Probing Quantifier Comprehension in Large Language Models

With their increasing size, Large language models (LLMs) are becoming increasingly good at language understanding tasks. But even with high performance on specific downstream task, LLMs fail at simple linguistic tests for negation or quantifier understanding. Previous work on testing capability of LLMs on understanding quantifiers suggest that as the size of the models increase, they get better at understanding most-type quantifiers but get increasingly worse at understanding few-type quantifiers, thus presenting a case of an inverse-scaling law. In this paper, we question the claims of inverse scaling of few-type quantifier understanding in LLMs and show that it is a result of inappropriate testing methodology. We also present alternate methods to measure quantifier comprehension in LLMs and show that as the size of the models increase, these behaviours are different from what is shown in previous research. LLMs are consistently able to understand the difference between the meaning of few-type and most-type quantifiers, but when a quantifier is added to phrase, LLMs do not always take into account the meaning of the quantifier. We in fact see an inverse scaling law for most-type quantifiers, which is contrary to human psycho-linguistic experiments and previous work, where the model's understanding of most-type quantifier gets worse as the model size increases. We do this evaluation on models ranging from 125M-175B parameters, which suggests that LLMs do not do as well as expected with quantifiers and statistical co-occurrence of words still takes precedence over word meaning.

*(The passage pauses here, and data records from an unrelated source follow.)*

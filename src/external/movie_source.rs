use anyhow::{anyhow, Context, Result};
use reqwest::{Client, StatusCode};
use serde_json::Value;
use std::time::Duration;

use crate::config::MovieApiConfig;

/// Source of catalog entries that are not mirrored locally.
///
/// `None` means the source could not be reached at all and is distinct from an
/// empty result set.
#[async_trait::async_trait]
pub trait MovieSource: Send + Sync {
    async fn fetch_movies(&self) -> Option<Vec<Value>>;
}

/// Bounded retry with a fixed pause after each failed attempt
#[derive(Debug, Clone, Copy, PartialEq, Eq)]
pub struct RetryPolicy {
    pub max_attempts: u32,
    /// Per-attempt request timeout
    pub timeout: Duration,
    pub backoff: Duration,
}

impl Default for RetryPolicy {
    fn default() -> Self {
        Self {
            max_attempts: 3,
            timeout: Duration::from_secs(10),
            backoff: Duration::from_secs(2),
        }
    }
}

#[derive(Debug, Clone)]
struct Credentials {
    username: String,
    password: Option<String>,
}

/// HTTP client for the third-party movie catalog
#[derive(Debug, Clone)]
pub struct HttpMovieSource {
    client: Client,
    url: String,
    credentials: Option<Credentials>,
    policy: RetryPolicy,
}

impl HttpMovieSource {
    pub fn new(url: impl Into<String>, policy: RetryPolicy, accept_invalid_certs: bool) -> Result<Self> {
        let url = url.into();
        if accept_invalid_certs {
            log::warn!(
                "TLS certificate validation is disabled for the movie API at {}",
                url
            );
        }

        let client = Client::builder()
            .timeout(policy.timeout)
            .danger_accept_invalid_certs(accept_invalid_certs)
            .build()
            .context("Failed to build movie API HTTP client")?;

        Ok(Self {
            client,
            url,
            credentials: None,
            policy,
        })
    }

    pub fn from_config(config: &MovieApiConfig) -> Result<Self> {
        let source = Self::new(
            config.url.clone(),
            config.retry_policy(),
            config.accept_invalid_certs,
        )?;

        Ok(match &config.username {
            Some(username) => source.with_basic_auth(username.clone(), config.password.clone()),
            None => source,
        })
    }

    pub fn with_basic_auth(mut self, username: String, password: Option<String>) -> Self {
        self.credentials = Some(Credentials { username, password });
        self
    }

    pub fn policy(&self) -> &RetryPolicy {
        &self.policy
    }

    /// One request against the upstream, no retries
    async fn attempt(&self) -> Result<Vec<Value>> {
        let mut request = self.client.get(&self.url);
        if let Some(credentials) = &self.credentials {
            request = request.basic_auth(&credentials.username, credentials.password.as_ref());
        }

        let response = request.send().await.context("request failed")?;
        let status = response.status();
        if status != StatusCode::OK {
            return Err(anyhow!("status code {}", status.as_u16()));
        }

        let body: Value = response.json().await.context("response body is not JSON")?;
        extract_results(body)
    }
}

/// Pull the `results` array out of an upstream payload. A missing field is an
/// empty result set; anything that is not an object with an array there is an error.
fn extract_results(body: Value) -> Result<Vec<Value>> {
    let Value::Object(mut fields) = body else {
        return Err(anyhow!("response body is not a JSON object"));
    };

    match fields.remove("results") {
        None => Ok(Vec::new()),
        Some(Value::Array(results)) => Ok(results),
        Some(_) => Err(anyhow!("`results` is not an array")),
    }
}

#[async_trait::async_trait]
impl MovieSource for HttpMovieSource {
    async fn fetch_movies(&self) -> Option<Vec<Value>> {
        for attempt in 1..=self.policy.max_attempts {
            match self.attempt().await {
                Ok(results) => {
                    log::debug!(
                        "Fetched {} movies from external API on attempt {}",
                        results.len(),
                        attempt
                    );
                    return Some(results);
                }
                Err(e) => {
                    log::warn!(
                        "Failed to fetch movies from external API (attempt {}/{}): {:#}",
                        attempt,
                        self.policy.max_attempts,
                        e
                    );
                }
            }
            tokio::time::sleep(self.policy.backoff).await;
        }

        log::error!(
            "Giving up on external movie API after {} attempts",
            self.policy.max_attempts
        );
        None
    }
}

#[cfg(test)]
mod tests {
    use super::*;
    use axum::{http::HeaderMap, http::StatusCode as AxumStatus, routing::get, Json, Router};
    use serde_json::json;
    use std::sync::atomic::{AtomicU32, Ordering};
    use std::sync::Arc;
    use std::time::Instant;
    use tokio::net::TcpListener;

    const TEST_BACKOFF: Duration = Duration::from_millis(50);

    fn fast_policy() -> RetryPolicy {
        RetryPolicy {
            max_attempts: 3,
            timeout: Duration::from_secs(2),
            backoff: TEST_BACKOFF,
        }
    }

    /// Serve a fake upstream that fails the first `failures` requests with 503.
    /// Returns the URL and the shared hit counter.
    async fn spawn_upstream(failures: u32) -> (String, Arc<AtomicU32>) {
        let hits = Arc::new(AtomicU32::new(0));
        let counter = hits.clone();

        let app = Router::new().route(
            "/movies/",
            get(move || {
                let counter = counter.clone();
                async move {
                    let seen = counter.fetch_add(1, Ordering::SeqCst) + 1;
                    if seen <= failures {
                        return Err(AxumStatus::SERVICE_UNAVAILABLE);
                    }
                    Ok(Json(json!({
                        "count": 2,
                        "results": [
                            {"uuid": "a", "title": "Heat"},
                            {"uuid": "b", "title": "Ronin"}
                        ]
                    })))
                }
            }),
        );

        let listener = TcpListener::bind("127.0.0.1:0").await.unwrap();
        let addr = listener.local_addr().unwrap();
        tokio::spawn(async move {
            axum::serve(listener, app).await.unwrap();
        });

        (format!("http://{}/movies/", addr), hits)
    }

    #[tokio::test]
    async fn test_returns_results_on_first_success() {
        let (url, hits) = spawn_upstream(0).await;
        let source = HttpMovieSource::new(url, fast_policy(), false).unwrap();

        let movies = source.fetch_movies().await.expect("upstream is healthy");
        assert_eq!(movies.len(), 2);
        assert_eq!(movies[0]["title"], "Heat");
        assert_eq!(hits.load(Ordering::SeqCst), 1);
    }

    #[tokio::test]
    async fn test_succeeds_on_third_attempt() {
        let (url, hits) = spawn_upstream(2).await;
        let source = HttpMovieSource::new(url, fast_policy(), false).unwrap();

        let started = Instant::now();
        let movies = source.fetch_movies().await;

        assert_eq!(movies.map(|m| m.len()), Some(2));
        assert_eq!(hits.load(Ordering::SeqCst), 3);
        assert!(started.elapsed() >= TEST_BACKOFF * 2);
    }

    #[tokio::test]
    async fn test_gives_up_after_three_failures() {
        let (url, hits) = spawn_upstream(u32::MAX).await;
        let source = HttpMovieSource::new(url, fast_policy(), false).unwrap();

        assert!(source.fetch_movies().await.is_none());
        assert_eq!(hits.load(Ordering::SeqCst), 3);
    }

    /// Serve a fake upstream whose first `slow` requests stall for `delay`
    async fn spawn_stalling_upstream(slow: u32, delay: Duration) -> (String, Arc<AtomicU32>) {
        let hits = Arc::new(AtomicU32::new(0));
        let counter = hits.clone();

        let app = Router::new().route(
            "/movies/",
            get(move || {
                let counter = counter.clone();
                async move {
                    let seen = counter.fetch_add(1, Ordering::SeqCst) + 1;
                    if seen <= slow {
                        tokio::time::sleep(delay).await;
                    }
                    Json(json!({"results": [{"title": "Heat"}]}))
                }
            }),
        );

        let listener = TcpListener::bind("127.0.0.1:0").await.unwrap();
        let addr = listener.local_addr().unwrap();
        tokio::spawn(async move {
            axum::serve(listener, app).await.unwrap();
        });

        (format!("http://{}/movies/", addr), hits)
    }

    fn short_timeout_policy() -> RetryPolicy {
        RetryPolicy {
            max_attempts: 3,
            timeout: Duration::from_millis(100),
            backoff: TEST_BACKOFF,
        }
    }

    #[tokio::test]
    async fn test_stalled_attempt_times_out_and_is_retried() {
        let (url, hits) = spawn_stalling_upstream(1, Duration::from_secs(5)).await;
        let source = HttpMovieSource::new(url, short_timeout_policy(), false).unwrap();

        let started = Instant::now();
        let movies = source.fetch_movies().await;

        assert_eq!(movies.map(|m| m.len()), Some(1));
        assert_eq!(hits.load(Ordering::SeqCst), 2);
        assert!(started.elapsed() >= Duration::from_millis(100) + TEST_BACKOFF);
        assert!(started.elapsed() < Duration::from_secs(5));
    }

    #[tokio::test]
    async fn test_upstream_that_always_stalls_is_absent() {
        let (url, hits) = spawn_stalling_upstream(u32::MAX, Duration::from_secs(5)).await;
        let source = HttpMovieSource::new(url, short_timeout_policy(), false).unwrap();

        let started = Instant::now();
        assert!(source.fetch_movies().await.is_none());
        assert_eq!(hits.load(Ordering::SeqCst), 3);
        assert!(started.elapsed() < Duration::from_secs(5));
    }

    #[tokio::test]
    async fn test_unreachable_upstream_is_absent() {
        // Bind then drop to get a port nothing listens on
        let listener = TcpListener::bind("127.0.0.1:0").await.unwrap();
        let addr = listener.local_addr().unwrap();
        drop(listener);

        let source = HttpMovieSource::new(format!("http://{}/movies/", addr), fast_policy(), false).unwrap();
        assert!(source.fetch_movies().await.is_none());
    }

    #[tokio::test]
    async fn test_sends_basic_auth() {
        let app = Router::new().route(
            "/movies/",
            get(|headers: HeaderMap| async move {
                // "user:secret" in base64
                match headers.get("authorization").and_then(|v| v.to_str().ok()) {
                    Some("Basic dXNlcjpzZWNyZXQ=") => Ok(Json(json!({"results": [{"title": "ok"}]}))),
                    _ => Err(AxumStatus::UNAUTHORIZED),
                }
            }),
        );
        let listener = TcpListener::bind("127.0.0.1:0").await.unwrap();
        let addr = listener.local_addr().unwrap();
        tokio::spawn(async move {
            axum::serve(listener, app).await.unwrap();
        });

        let url = format!("http://{}/movies/", addr);
        let anonymous = HttpMovieSource::new(url.clone(), fast_policy(), false).unwrap();
        let authed = HttpMovieSource::new(url, fast_policy(), false)
            .unwrap()
            .with_basic_auth("user".to_string(), Some("secret".to_string()));

        assert!(anonymous.fetch_movies().await.is_none());
        assert_eq!(authed.fetch_movies().await.map(|m| m.len()), Some(1));
    }

    #[test]
    fn test_extract_results() {
        assert_eq!(extract_results(json!({"results": [1, 2]})).unwrap().len(), 2);
        assert!(extract_results(json!({"count": 0})).unwrap().is_empty());
        assert!(extract_results(json!({"results": "nope"})).is_err());
        assert!(extract_results(json!([1, 2])).is_err());
    }

    #[test]
    fn test_from_config_applies_policy() {
        let config = MovieApiConfig {
            username: Some("user".to_string()),
            password: Some("secret".to_string()),
            backoff_secs: 0,
            ..Default::default()
        };

        let source = HttpMovieSource::from_config(&config).unwrap();
        assert_eq!(source.policy().max_attempts, 3);
        assert_eq!(source.policy().backoff, Duration::ZERO);
        assert!(source.credentials.is_some());
    }
}
use axum::{extract::State, http::StatusCode, response::Json};
use serde::Serialize;
use std::collections::HashMap;
use std::sync::Arc;

use crate::api::extractors::{IdPath, JsonBody};
use crate::external::MovieSource;
use crate::logic::{self, CatalogError, CatalogOperations, MovieListing};
use crate::model::{Id, MovieInput, MovieRecord};
use crate::store::request_counter::{RequestCounter, TOTAL_REQUESTS_KEY};
use crate::store::traits::Store;

/// Shared state handed to every handler
pub struct AppState<S> {
    pub store: Arc<S>,
    pub movie_source: Arc<dyn MovieSource>,
    pub request_counter: Arc<RequestCounter>,
}

impl<S> AppState<S> {
    pub fn new(store: Arc<S>, movie_source: Arc<dyn MovieSource>) -> Self {
        Self {
            store,
            movie_source,
            request_counter: Arc::new(RequestCounter::new()),
        }
    }
}

impl<S> Clone for AppState<S> {
    fn clone(&self) -> Self {
        Self {
            store: self.store.clone(),
            movie_source: self.movie_source.clone(),
            request_counter: self.request_counter.clone(),
        }
    }
}

/// Simple health check endpoint
#[derive(Debug, Serialize)]
pub struct HealthResponse {
    pub status: String,
    pub timestamp: String,
}

pub async fn health_check() -> Json<HealthResponse> {
    Json(HealthResponse {
        status: "healthy".to_string(),
        timestamp: chrono::Utc::now().to_rfc3339(),
    })
}

#[derive(Debug, Serialize)]
pub struct ErrorResponse {
    pub error: String,
}

impl ErrorResponse {
    pub fn new(message: &str) -> Self {
        Self {
            error: message.to_string(),
        }
    }
}

pub type ApiError = (StatusCode, Json<ErrorResponse>);

/// Map a catalog failure onto its HTTP status and `{"error": ...}` body
pub fn error_response(err: CatalogError) -> ApiError {
    let status = match &err {
        CatalogError::Validation(_) | CatalogError::Conflict(_) => StatusCode::BAD_REQUEST,
        CatalogError::NotFound(_) => StatusCode::NOT_FOUND,
        CatalogError::UpstreamUnavailable => StatusCode::INTERNAL_SERVER_ERROR,
        CatalogError::Internal(e) => {
            log::error!("Internal error: {:#}", e);
            StatusCode::INTERNAL_SERVER_ERROR
        }
    };
    (status, Json(ErrorResponse::new(&err.to_string())))
}

pub async fn not_found() -> ApiError {
    (StatusCode::NOT_FOUND, Json(ErrorResponse::new("Not found.")))
}

/// GET /movies/
/// External catalog results next to the locally stored movies
pub async fn list_movies<S: Store>(
    State(state): State<AppState<S>>,
) -> Result<Json<MovieListing>, ApiError> {
    let listing = logic::list_movies(state.movie_source.as_ref(), state.store.as_ref())
        .await
        .map_err(error_response)?;
    Ok(Json(listing))
}

/// POST /movies/
pub async fn create_movie<S: Store>(
    State(state): State<AppState<S>>,
    JsonBody(input): JsonBody<MovieInput>,
) -> Result<(StatusCode, Json<MovieRecord>), ApiError> {
    let movie = CatalogOperations::create_movie(state.store.as_ref(), input)
        .await
        .map_err(error_response)?;
    Ok((StatusCode::CREATED, Json(movie.into())))
}

/// GET /movies/{id}/
pub async fn get_movie<S: Store>(
    State(state): State<AppState<S>>,
    IdPath(id): IdPath<Id>,
) -> Result<Json<MovieRecord>, ApiError> {
    let movie = CatalogOperations::get_movie(state.store.as_ref(), id)
        .await
        .map_err(error_response)?;
    Ok(Json(movie.into()))
}

/// PUT /movies/{id}/
pub async fn replace_movie<S: Store>(
    State(state): State<AppState<S>>,
    IdPath(id): IdPath<Id>,
    JsonBody(input): JsonBody<MovieInput>,
) -> Result<Json<MovieRecord>, ApiError> {
    let movie = CatalogOperations::update_movie(state.store.as_ref(), id, input, false)
        .await
        .map_err(error_response)?;
    Ok(Json(movie.into()))
}

/// PATCH /movies/{id}/
pub async fn patch_movie<S: Store>(
    State(state): State<AppState<S>>,
    IdPath(id): IdPath<Id>,
    JsonBody(input): JsonBody<MovieInput>,
) -> Result<Json<MovieRecord>, ApiError> {
    let movie = CatalogOperations::update_movie(state.store.as_ref(), id, input, true)
        .await
        .map_err(error_response)?;
    Ok(Json(movie.into()))
}

/// DELETE /movies/{id}/
pub async fn delete_movie<S: Store>(
    State(state): State<AppState<S>>,
    IdPath(id): IdPath<Id>,
) -> Result<StatusCode, ApiError> {
    CatalogOperations::delete_movie(state.store.as_ref(), id)
        .await
        .map_err(error_response)?;
    Ok(StatusCode::NO_CONTENT)
}

/// GET /request_count/
pub async fn get_request_count<S: Store>(
    State(state): State<AppState<S>>,
) -> Json<HashMap<&'static str, u64>> {
    Json(HashMap::from([(
        TOTAL_REQUESTS_KEY,
        state.request_counter.read(),
    )]))
}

翻译：随着模型规模的增大，大型语言模型在语言理解任务中的表现日益提升。然而，即便在特定下游任务上取得优异性能，大型语言模型在否定或量词理解的简单语言测试中仍会失败。先前关于大型语言模型量词理解能力的研究表明，随着模型规模增大，模型在"大多数"类量词的理解上表现更好，但对"少数"类量词的理解却越来越差，从而呈现出逆缩放定律现象。本文质疑了大型语言模型中"少数"类量词理解存在逆缩放定律的论断，并证明这是测试方法不当所致。我们提出了替代方法来衡量大型语言模型的量词理解能力，结果表明，随着模型规模增大，这些行为模式与以往研究结果不同。大型语言模型能够持续区分"少数"类与"大多数"类量词的语义差异，但当量词附加到短语中时，模型并不总能充分考虑量词的语义。事实上，我们发现"大多数"类量词存在逆缩放定律，这与人类心理语言学实验及先前研究相悖——随着模型规模增大，模型对"大多数"类量词的理解反而变差。我们在125M至175B参数规模的模型上进行了评估，结果表明大型语言模型在量词理解上的表现未达预期，词汇的统计共现性仍优先于词义理解。